All servers marked healthy, traffic restored

10:35 AM

Service fully recovered

Symptoms

What We Saw:

Error Rate: Jumped from 0.1% to 100% in 3 minutes
Response Time: All requests timing out
Server Load: API Server 1 at 100% CPU, others at 0%
Health Check Status: All servers showing as unhealthy in load balancer
User Impact: Complete service outage for 20 minutes, ~200K requests failed

How We Detected It:

Alert fired when error rate exceeded 10%
Dashboard showed all servers as unhealthy
Load balancer metrics showed traffic only to one server

Monitoring Gaps:

No alert for load balancer health check failures
No alert for uneven traffic distribution
No alert for single server handling all traffic

Root Cause Analysis

Primary Cause: Misconfigured health check path in load balancer.

What Happened:

Health check path changed from /health to /api/health (typo: missing leading slash)
Load balancer tried to check /api/health but servers only had /health endpoint
All health checks returned 404, marking all servers as unhealthy
Load balancer routing algorithm switched to "least connections" mode
API Server 1 had one existing connection, so all new traffic routed there
API Server 1 received 100% of traffic (5M requests/day = ~58 req/sec)
Server couldn't handle the load and crashed
With no healthy backends, service went completely down

Why It Was So Bad:

No health check validation: Configuration change wasn't tested
No traffic distribution monitoring: We didn't notice uneven routing
No circuit breaker: Load balancer kept sending traffic to failing server
Single point of failure: One server crash took down entire service

Contributing Factors:

Manual configuration change (not automated)
No staging environment for infrastructure changes
No health check endpoint validation
Load balancer routing algorithm not understood

Fix & Mitigation

Immediate Fixes (During Incident):

Corrected health check path: Changed from /api/health to /health
Manually marked servers healthy: Temporarily bypassed health checks
Restarted API Server 1: Brought crashed server back online

Long-Term Improvements:

Health Check Validation:
- Added automated tests for health check endpoints
- Added staging environment for infrastructure changes
- Added health check configuration validation
Traffic Distribution Monitoring:
- Added alert for uneven traffic distribution (alert if one server handles > 60% traffic)
- Added dashboard for load balancer routing metrics
- Added per-server request rate monitoring
Infrastructure as Code:
- Moved load balancer config to Terraform
- Added infrastructure change review process
- Added automated infrastructure testing
Process Improvements:
- Required staging environment testing for all infrastructure changes
- Added runbook for load balancer incidents
- Added infrastructure change approval process

Architecture After Fix

Key Changes:

Validated health check endpoints
Traffic distribution monitoring
Infrastructure as code
Staging environment for infrastructure changes

Key Lessons

Infrastructure configuration matters: A small typo in config can cause complete outages. Test infrastructure changes like code changes.
Monitor traffic distribution: Uneven traffic distribution is a red flag. Alert if one server handles more than 60% of traffic.
Health checks must be correct: Health check failures can cascade into complete outages. Validate health check endpoints.
Use infrastructure as code: Manual configuration changes are error-prone. Use Terraform, CloudFormation, or similar tools.
Test in staging first: Always test infrastructure changes in staging before production.

Interview Takeaways

Common Questions:

"How do you configure load balancers?"
"What happens when a load balancer health check fails?"
"How do you ensure even traffic distribution?"

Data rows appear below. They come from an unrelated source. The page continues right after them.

//! Propriedades que valem para qualquer backend. Cada teste roda duas vezes:
//! contra o `LocalBackend` e contra um `SharedBackend` ligado a um servidor
//! subido no próprio processo.

use std::collections::HashMap;
use std::net::SocketAddr;
use std::time::Duration;

use serde::{Deserialize, Serialize};
use tokio::net::TcpListener;

use stormcache::{Cache, CacheError, LocalConfig, LockOptions, SharedConfig};

#[derive(Debug, Clone, PartialEq, Serialize, Deserialize)]
struct Order {
    id: u64,
    items: Vec<String>,
    paid: bool,
}

fn order() -> Order {
    Order {
        id: 7,
        items: vec!["café".into(), "pão".into()],
        paid: false,
    }
}

fn quick_lock() -> LockOptions {
    LockOptions::default()
        .retries(2)
        .retry_delay(Duration::from_millis(10))
}

async fn start_server() -> SocketAddr {
    let listener = TcpListener::bind("127.0.0.1:0").await.unwrap();
    let addr = listener.local_addr().unwrap();
    tokio::spawn(async move {
        let db = stormcache_storage::Db::new();
        stormcache_server::serve(listener, db, 16, std::future::pending()).await;
    });
    addr
}

async fn local_cache() -> Cache {
    let cache = Cache::local(LocalConfig::default());
    cache.start().await.unwrap();
    cache
}

async fn shared_cache() -> Cache {
    let addr = start_server().await;
    let cache = Cache::shared(SharedConfig::new(addr.ip().to_string(), addr.port()));
    cache.start().await.unwrap();
    cache
}

macro_rules! backend_contract {
    ($name:ident, $make:ident) => {
        mod $name {
            use super::*;

            #[tokio::test]
            async fn set_then_get_round_trips() {
                let cache = $make().await;
                cache.set("order:7", &order(), None).await.unwrap();
                assert_eq!(cache.get::<Order>("order:7").await.unwrap(), Some(order()));
            }

            #[tokio::test]
            async fn missing_key_is_none() {
                let cache = $make().await;
                assert_eq!(cache.get::<Order>("nope").await.unwrap(), None);
                assert!(cache.get_all_hash_fields::<i32>("nope").await.unwrap().is_empty());
                assert_eq!(cache.get_from_hash::<i32>("nope", "f").await.unwrap(), None);
            }

            #[tokio::test]
            async fn set_overwrites_value() {
                let cache = $make().await;
                cache.set("k", &1, None).await.unwrap();
                cache.set("K", &2, None).await.unwrap();
                assert_eq!(cache.get::<i32>("k").await.unwrap(), Some(2));
            }

            #[tokio::test]
            async fn remove_is_idempotent() {
                let cache = $make().await;
                cache.set("k", &1, None).await.unwrap();
                cache.remove("k").await.unwrap();
                cache.remove("k").await.unwrap();
                assert_eq!(cache.get::<i32>("k").await.unwrap(), None);
            }

            #[tokio::test]
            async fn value_expires_after_ttl() {
                let cache = $make().await;
                cache
                    .set("short", &"x", Some(Duration::from_millis(50)))
                    .await
                    .unwrap();
                assert!(cache.get::<String>("short").await.unwrap().is_some());

                tokio::time::sleep(Duration::from_millis(120)).await;
                assert_eq!(cache.get::<String>("short").await.unwrap(), None);
                assert!(cache.keys("short").await.unwrap().is_empty());
            }

            #[tokio::test]
            async fn keys_match_glob_case_insensitively() {
                let cache = $make().await;
                for key in ["User:1", "user:2", "order:1"] {
                    cache.set(key, &0, None).await.unwrap();
                }

                let mut users = cache.keys("USER:*").await.unwrap();
                users.sort();
                assert_eq!(users, vec!["user:1", "user:2"]);
                assert_eq!(cache.keys("*:1").await.unwrap().len(), 2);
                assert!(cache.keys("user").await.unwrap().is_empty());
            }

            #[tokio::test]
            async fn hash_fields_round_trip() {
                let cache = $make().await;
                cache.set_in_hash("cart", "a", &order(), None).await.unwrap();
                cache.set_in_hash("CART", "b", &order(), None).await.unwrap();

                assert_eq!(
                    cache.get_from_hash::<Order>("cart", "a").await.unwrap(),
                    Some(order())
                );
                let all: HashMap<String, Order> = cache.get_all_hash_fields("cart").await.unwrap();
                assert_eq!(all.len(), 2);
            }

            #[tokio::test]
            async fn last_field_removal_deletes_hash() {
                let cache = $make().await;
                cache.set_in_hash("h", "a", &1, None).await.unwrap();
                cache.set_in_hash("h", "b", &2, None).await.unwrap();

                cache.remove_from_hash("h", "a").await.unwrap();
                assert_eq!(cache.keys("h").await.unwrap(), vec!["h"]);

                cache.remove_from_hash("h", "b").await.unwrap();
                cache.remove_from_hash("h", "b").await.unwrap();
                assert!(cache.keys("h").await.unwrap().is_empty());
            }

            #[tokio::test]
            async fn hash_expires_as_a_whole() {
                let cache = $make().await;
                let ttl = Some(Duration::from_millis(50));
                cache.set_in_hash("h", "a", &1, ttl).await.unwrap();
                cache.set_in_hash("h", "b", &2, ttl).await.unwrap();

                tokio::time::sleep(Duration::from_millis(120)).await;
                assert!(cache.get_all_hash_fields::<i32>("h").await.unwrap().is_empty());
            }

            #[tokio::test]
            async fn lock_acquire_release_cycle() {
                let cache = $make().await;
                cache.acquire_lock("lock:job", quick_lock()).await.unwrap();
                assert!(!cache.try_acquire_lock("lock:job", quick_lock()).await.unwrap());

                cache.release_lock("lock:job").await.unwrap();
                assert!(matches!(
                    cache.release_lock("lock:job").await,
                    Err(CacheError::LockNotReleased { .. })
                ));
                assert!(cache.try_acquire_lock("LOCK:JOB", quick_lock()).await.unwrap());
            }

            #[tokio::test]
            async fn lock_expires_without_release() {
                let cache = $make().await;
                let opts = quick_lock().ttl(Duration::from_millis(50));
                cache.acquire_lock("lock:job", opts.clone()).await.unwrap();

                tokio::time::sleep(Duration::from_millis(120)).await;
                cache.acquire_lock("lock:job", opts).await.unwrap();
            }

            #[tokio::test]
            async fn renew_keeps_lock_alive() {
                let cache = $make().await;
                let opts = quick_lock().ttl(Duration::from_millis(100));
                cache.acquire_lock("lock:job", opts.clone()).await.unwrap();
                cache
                    .renew_lock("lock:job", Duration::from_secs(5))
                    .await
                    .unwrap();

                tokio::time::sleep(Duration::from_millis(200)).await;
                assert!(!cache.try_acquire_lock("lock:job", opts).await.unwrap());
                cache.release_lock("lock:job").await.unwrap();

                assert!(matches!(
                    cache.renew_lock("lock:job", Duration::from_secs(1)).await,
                    Err(CacheError::LockNotRenewed { .. })
                ));
            }
        }
    };
}

backend_contract!(local, local_cache);
backend_contract!(shared, shared_cache);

What Interviewers Are Looking For:

Understanding of load balancer configuration
Knowledge of health check mechanisms
Awareness of traffic distribution patterns
Experience with infrastructure failures

What a Senior Engineer Would Do Differently

From the Start:

Validate health checks: Test health check endpoints before deploying
Monitor traffic distribution: Alert on uneven routing
Use infrastructure as code: Automate configuration, reduce human error
Test in staging: Always test infrastructure changes in staging first
Add redundancy: Multiple load balancers, multiple availability zones

The Real Lesson: Infrastructure is code. Treat configuration changes with the same rigor as application code changes. Test, review, and monitor everything.

FAQs

Q: How do you configure load balancer health checks?

A: Health checks should hit a lightweight endpoint (like /health) that returns 200 OK when the server is healthy. Configure appropriate timeout, interval, and failure threshold values. Always test health check endpoints before deploying.

Q: What happens when all backend servers fail health checks?

A: The load balancer marks all servers as unhealthy and stops routing traffic. This causes a complete service outage. Always have multiple healthy backends and monitor health check status.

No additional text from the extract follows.